Pondok Pesantren Darussalam Solo.

Tidak betah. Dua kata yang sampai kini tidak pernah hilang dalam benak Khairin. Di saat yang lainnya sedang sibuk mengantre untuk mengambil makanan di dapur, Khairin justru melenggang pergi jauh dari sana. Perutnya saat ini tidak terasa lapar sama sekali.

Kakinya terus melangkah untuk menghindari keramaian yang ada. Sampai tiba di ujung halaman pesantren, Khairin menatap gerbang besi tinggi yang ada di depannya. Gembok dari pintu gerbang ini begitu besar. Mustahil jika Khairin bisa membukanya. Rasanya ia ingin mempunyai kekuatan menembus tembok. Ketidakbetahan Khairin di pesantren ini sudah tidak bisa dibendung. Bertahan kurang lebih dari enam bulan cukup membuatnya tersiksa. Khairin ingin hidup normal. Ia ingin kembali saja ke sekolah biasa. Bisa bebas pulang pergi ke rumah. Bukan seperti sekarang ini.

Ketika Khairin hendak mencari jalan untuk keluar, seorang perempuan datang memanggil namanya dengan cukup keras.

"Khairin!?" Itu suara teriakan dari Yasmin, ustazah yang bertugas menjaga keamanan santri perempuan.

Khairin panik melihat Yasmin berlari, yang semakin dekat dengannya. Ingin menghindar tetapi sudah tertangkap basah.
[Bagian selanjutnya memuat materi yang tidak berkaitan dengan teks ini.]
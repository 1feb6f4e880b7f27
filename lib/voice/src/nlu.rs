use std::collections::HashMap;

use serde::{Deserialize, Serialize};
use serde_json::Value;

#[derive(Clone, Debug, Deserialize, Serialize, PartialEq)]
pub struct NluResult {
    pub intent: String,

    #[serde(default)]
    pub slots: HashMap<String, Slot>,
}

#[derive(Clone, Debug, Deserialize, Serialize, PartialEq)]
pub struct Slot {
    #[serde(default, rename = "type")]
    pub slot_type: Option<String>,

    #[serde(default)]
    pub value: Option<Value>,

    #[serde(default, alias = "rawValue")]
    pub raw_value: Option<String>,
}

impl NluResult {
    pub fn new(intent: impl Into<String>) -> NluResult {
        NluResult {
            intent: intent.into(),
            slots: HashMap::new(),
        }
    }

    pub fn with_slot(mut self, name: impl Into<String>, raw_value: impl Into<String>) -> Self {
        self.slots.insert(name.into(), Slot::raw(raw_value));
        self
    }

    /// The phrase as it was spoken, if the slot was filled at all.
    pub fn raw_slot(&self, name: &str) -> Option<&str> {
        self.slots.get(name)?.raw_value.as_deref()
    }
}

impl Slot {
    pub fn raw(raw_value: impl Into<String>) -> Slot {
        Slot {
            slot_type: None,
            value: None,
            raw_value: Some(raw_value.into()),
        }
    }
}

#[cfg(test)]
mod tests {
    use super::*;
    use serde_json::{from_slice, json, to_vec};

    #[test]
    fn test_result_parsing() {
        let json = json!({
            "intent": "command.control_device",
            "utterance": "turn off the kitchen light",
            "confidence": 0.93,
            "slots": {
                "device": {
                    "type": "entity",
                    "value": "kitchen light",
                    "raw_value": "kitchen light"
                },
                "command": {
                    "type": "selset",
                    "value": "off",
                    "rawValue": "off"
                }
            }
        });
        let json = to_vec(&json).unwrap();

        let result = from_slice::<NluResult>(&json).unwrap();

        assert_eq!(result.intent, "command.control_device");
        assert_eq!(result.slots.len(), 2);
        assert_eq!(result.raw_slot("device"), Some("kitchen light"));
        assert_eq!(result.raw_slot("command"), Some("off"));
        assert_eq!(result.slots["command"].value, Some(json!("off")));
    }

    #[test]
    fn test_missing_slots() {
        let result: NluResult = serde_json::from_value(json!({
            "intent": "greeting"
        }))
        .unwrap();

        assert_eq!(result, NluResult::new("greeting"));
        assert_eq!(result.raw_slot("device"), None);

        let result: NluResult = serde_json::from_value(json!({
            "intent": "command.control_device",
            "slots": {
                "device": { "type": "entity", "value": null }
            }
        }))
        .unwrap();

        assert!(result.slots.contains_key("device"));
        assert_eq!(result.raw_slot("device"), None);
    }

    #[test]
    fn test_with_slot() {
        let result = NluResult::new("command.control_device").with_slot("device", "fan");

        assert_eq!(result.raw_slot("device"), Some("fan"));
        assert_eq!(result.raw_slot("command"), None);
    }
}
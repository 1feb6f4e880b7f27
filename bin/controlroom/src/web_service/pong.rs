use axum::{http::StatusCode, response::IntoResponse};

pub async fn pong() -> impl IntoResponse {
    StatusCode::OK
}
Percuma.

"Astaghfirullah. Ustazah kenapa manggil nama saya sambil teriak-teriak, gitu?" tanya Khairin, sedikit mengalihkan supaya tidak dituduh yang lain.

Beberapa kali gadis itu berusaha untuk kabur dari pesantren, tetapi selalu digagalkan oleh ustazah penjaga keamanan yang sangat ketat. Khairin curiga, jika mereka mempuyai CCTV sendiri untuk mengawasinya. Ah, tidak heran juga. Tidak ada yang mustahil bagi pesantren sebesar ini. Terbuktikan oleh dirinya yang sudah berusaha kabur ke-empat kalinya ini, tetapi selalu ketahuan. Hebat penjaga keamanan di pesantren ini, 'kan?
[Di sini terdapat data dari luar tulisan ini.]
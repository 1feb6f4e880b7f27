use std::collections::BTreeMap;

use home::DeviceId;
use log::{debug, info};
use serde::Serialize;
use tokio::sync::{mpsc, oneshot};

use crate::{Error, Result};

pub type States = BTreeMap<DeviceId, bool>;

/// A resolved request to flip one switch.
#[derive(Copy, Clone, Debug, Serialize, PartialEq, Eq)]
pub struct SwitchUpdate {
    pub device: DeviceId,
    pub on: bool,
}

/// On/off state of every known switch. All switches start off.
#[derive(Clone, Debug, PartialEq)]
pub struct Switchboard {
    states: States,
}

impl Switchboard {
    pub fn new() -> Switchboard {
        Switchboard {
            states: DeviceId::all().into_iter().map(|id| (id, false)).collect(),
        }
    }

    /// Sets the switch only when both halves resolved.
    pub fn apply(&mut self, device: Option<DeviceId>, on: Option<bool>) -> Option<SwitchUpdate> {
        let (device, on) = (device?, on?);

        let state = self.states.get_mut(&device)?;
        *state = on;

        Some(SwitchUpdate { device, on })
    }

    pub fn states(&self) -> &States {
        &self.states
    }
}

impl Default for Switchboard {
    fn default() -> Self {
        Switchboard::new()
    }
}

enum Message {
    Apply {
        device: Option<DeviceId>,
        on: Option<bool>,
    },
    Snapshot(oneshot::Sender<States>),
}

/// Cheap to clone; every clone feeds the same switchboard task.
#[derive(Clone, Debug)]
pub struct SwitchboardHandle {
    tx: mpsc::UnboundedSender<Message>,
}

pub struct SwitchboardTask {
    switchboard: Switchboard,
    rx: mpsc::UnboundedReceiver<Message>,
}

pub fn channel() -> (SwitchboardHandle, SwitchboardTask) {
    let (tx, rx) = mpsc::unbounded_channel();

    let task = SwitchboardTask {
        switchboard: Switchboard::new(),
        rx,
    };

    (SwitchboardHandle { tx }, task)
}

impl SwitchboardHandle {
    /// Queues the update for the switchboard task and returns without waiting
    /// for it to land.
    pub fn apply(&self, device: Option<DeviceId>, on: Option<bool>) -> Result<()> {
        self.tx
            .send(Message::Apply { device, on })
            .map_err(|_| Error::QueueClosed("switchboard"))
    }

    /// States as of every update queued before this call.
    pub async fn snapshot(&self) -> Result<States> {
        let (tx, rx) = oneshot::channel();

        self.tx
            .send(Message::Snapshot(tx))
            .map_err(|_| Error::QueueClosed("switchboard"))?;

        rx.await.map_err(|_| Error::QueueClosed("switchboard"))
    }
}

impl SwitchboardTask {
    /// Owns the switch states until every handle is dropped, then hands them
    /// back.
    pub async fn run(mut self) -> Switchboard {
        while let Some(message) = self.rx.recv().await {
            match message {
                Message::Apply { device, on } => {
                    match self.switchboard.apply(device, on) {
                        Some(SwitchUpdate { device, on }) => {
                            info!("{device} switched {}", if on { "on" } else { "off" })
                        }
                        None => debug!("nothing to apply for {device:?}, {on:?}"),
                    }
                }
                Message::Snapshot(reply) => {
                    let _ = reply.send(self.switchboard.states().clone());
                }
            }
        }

        self.switchboard
    }
}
"Khairin, kamu mau mencoba kabur lagi, 'kan?" pekik Yasmin, matanya nyalang menatap tajam Khairin.

Seram. Bahkan, ini lebih seram dari film horor terakhir yang Khairin tonton di rumah pada waktu liburan lalu.
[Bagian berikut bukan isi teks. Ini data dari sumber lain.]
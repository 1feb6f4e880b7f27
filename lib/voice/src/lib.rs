//! Types exchanged with the speech pipeline: what the NLU recognized in an
//! utterance, and what we ask the synthesizer to say back.

mod nlu;
mod synthesis;

pub use nlu::{NluResult, Slot};
pub use synthesis::SynthesisRequest;
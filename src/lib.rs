//! Tools for maintaining a library of text-transformation system prompts.
//!
//! - [`store`]: list categories and prompts, flatten the tree into one directory.
//! - [`session`]: interactive selection of prompts to combine.
//! - [`composer`]: build and persist combined prompts with metadata.
//! - [`rewrite`]: batch-rewrite the flattened prompts through a generation service.

pub mod composer;
pub mod config;
pub mod generation;
pub mod models;
pub mod rewrite;
pub mod session;
pub mod store;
"Eh ... e-enggak kok, Ust," sanggah Khairin, berbohong. "Ustazah mah nuduh terus, nih."

"Jangan bohongi saya, Khairin!"

"Mana mungkin saya bohong?" elak Khairin.

"Kamu pikir saya akan percaya begitu saja? Mari ikut saya!"

Secara terpaksa Yasmin menarik lengan Khairin. Mau tidak mau Khairin menurut saja. Toh, sudah ketahuan juga. Sudah terlalu banyak masalah yang dilakukan Khairin, membuat semua ustazah kewalahan mengatasinya. Hari ini Khairin harus dihukum supaya kapok dan tidak mengulangi lagi kesalahannya. Itu pun kalau berhasil.

Khairin Talita Abbasy, gadis berumur 15 tahun yang baru merasakan bagaimana kerasnya kehidupan di pesantren. Jadi, merupakan suatu kewajaran jika ia masih belum bisa beradaptasi penuh dengan lingkungan di sini.

Sampai di ruang BK. Khairin disuruh duduk di depan meja guru BK. Yasmin melaporkan terlebih dahulu apa yang terjadi pada Khairin. Terlihat guru BK itu menggelengkan kepala pelan.

Guru BK yang akrab dipanggil Dina itu duduk di dekat Khairin. "Kenapa lagi, Khairin?"

"Tadi itu saya cuma mau cari udara di luar aja, Ust. Kebetulan udara segarnya ada di dekat gerbang. Jadi, yaudah saya ke situ," terang Khairin dengan kebohongan tentunya.

"Tapi Ustazah Yasmin bilang kalo kamu mau kabur. Benar begitu?"

Khairin mengelak, "Enggak, Ustazah."

"Khairin, jangan bohong!"

"Ish! Tapi beneran, Ust."

"Empat kali dalam enam bulan ini kamu berusaha kabur, lho. Bahkan, kamu selalu mencari alasan lain untuk menjawab. Seperti sekarang ini."